_What this task involves_:
Exactly the lines from the one containing "MIT OR Apache-2.0" to the last line of the records, inclusive, are to be transcribed; include no others.

━━━ Recorded information ━━━

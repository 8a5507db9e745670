// SPDX-FileCopyrightText: Copyright (c) 2018-2025 slowtec GmbH <post@slowtec.de>
// SPDX-License-Identifier: MIT OR Apache-2.0

#![doc = include_str!("../README.md")]
#![no_std]

extern crate alloc;

mod codec;
mod error;
mod frame;

pub mod util;

pub use codec::DecoderType;
pub use codec::rtu;
pub use error::*;
pub use frame::*;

━━━

_Exercise result_:
// SPDX-License-Identifier: MIT OR Apache-2.0

#![doc = include_str!("../README.md")]
#![no_std]

extern crate alloc;

mod codec;
mod error;
mod frame;

pub mod util;

pub use codec::DecoderType;
pub use codec::rtu;
pub use error::*;
pub use frame::*;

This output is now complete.